OT: Regarding the link, there is a chart that presents wavelength values for producing maximum cri 'white' light by monochromatic systems. As a hobbyist, I find it rather surprising that by mixing 476nm (light blue) and 532nm (green), you can get warm "white" light at 2940K. Then, pretty much by adding yellow and red (mixing 464nm (blue), 526nm (green), 583nm (yellow) and 634nm (orange)), you can get neutral white at 4468K. Nothing surprising in the latter one, however, if I had had to guess, I would have thought that the first one should be at least some 1000K higher.

edit: Applied to RGB/RGBA leds except that 1. in real life you have less choices for wavelengths and 2. you could get better cri because leds are not as monochromatic as lasers.


----------



## Anders Hoveland

Esko said:


> I find it rather surprising that by mixing 476nm (light blue) and 532nm (green), you can get warm "white" light at 2940K.

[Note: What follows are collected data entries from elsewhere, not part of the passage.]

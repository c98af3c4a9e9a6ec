//! Programmatic configuration builder for integration tests

use std::net::SocketAddr;

use imago_config::{Config, HealthConfig, ServerConfig};

/// Builder for constructing test configurations
pub struct ConfigBuilder {
    config: Config,
}

impl ConfigBuilder {
    /// Create a new builder with minimal defaults
    pub fn new() -> Self {
        Self {
            config: Config {
                server: ServerConfig {
                    listen_address: Some(SocketAddr::from(([127, 0, 0, 1], 0))),
                    health: HealthConfig::default(),
                },
                telemetry: None,
            },
        }
    }

    /// Serve the health check on a different path
    pub fn with_health_path(mut self, path: &str) -> Self {
        self.config.server.health.path = path.to_owned();
        self
    }

    /// Disable the health endpoint
    pub fn without_health(mut self) -> Self {
        self.config.server.health.enabled = false;
        self
    }

    /// Finish building
    pub fn build(self) -> Config {
        self.config
    }
}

Good luck with that. By looking at the CIE color graph it is easy to see this simply is not true. You can however make warm white light by mixing 495nm greenish-cyan with red light.
(it can get a little confusing because generally cyan LEDs are much more green-colored than their rated peak wavelength, the spectral emission from LEDs is not as narrow as atomic spectral lines)


----------



## Xak

So which will be warmer? 219b or 219c? Thinking of getting a custom triple nichia, should I wait until the 219c is out?


----------



## SemiMan

Xak said:


> So which will be warmer? 219b or 219c? Thinking of getting a custom triple nichia, should I wait until the 219c is out?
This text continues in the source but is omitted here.